Daviddi sottolinea che durante l’emergenza sanitaria il settore alimentare ha continuato l’attività grazie alla disponibilità e impegno dei lavoratori per garantire che sulle tavole degli italiani non mancassero i prodotti della filiera. Ci sono stati rallentamenti nell’export e nei consumi extra-domestici, ma in molte aziende si è dovuto fare ricorso al lavoro straordinario per rifornire la grande distribuzione.

«L’accordo per il 2020, siglato al momento con solo una parte di associazioni, è la soluzione migliore per andare incontro alle esigenze di tutto il settore e – aggiunge il sindacalista Cisl - permettere una continuazione della trattativa meno condizionata dall’emergenza sanitaria. Purtroppo il contratto nazionale di lavoro viene ancora visto come un vincolo e non come un diritto a una retribuzione dignitosa.

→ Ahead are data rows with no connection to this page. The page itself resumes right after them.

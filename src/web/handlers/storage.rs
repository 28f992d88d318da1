// GET /api/storage/info: which backend holds the fund files.

use axum::extract::State;
use axum::response::IntoResponse;
use axum::Json;

use crate::web::AppState;

pub async fn storage_info(State(state): State<AppState>) -> impl IntoResponse {
    Json(serde_json::json!({
        "success": true,
        "storage": state.funds.storage_info(),
    }))
}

Da dopodomani i lavoratori modenesi dell’industria alimentare sono chiamati a mobilitarsi per ottenere questo diritto».

Nei settori che non avranno definito accordi analoghi a quello del 6 maggio e nelle aziende che non avranno inviato formale lettera di adesione, a partire da giovedì 14 maggio sono confermati il blocco delle flessibilità, straordinari e prestazioni aggiuntive.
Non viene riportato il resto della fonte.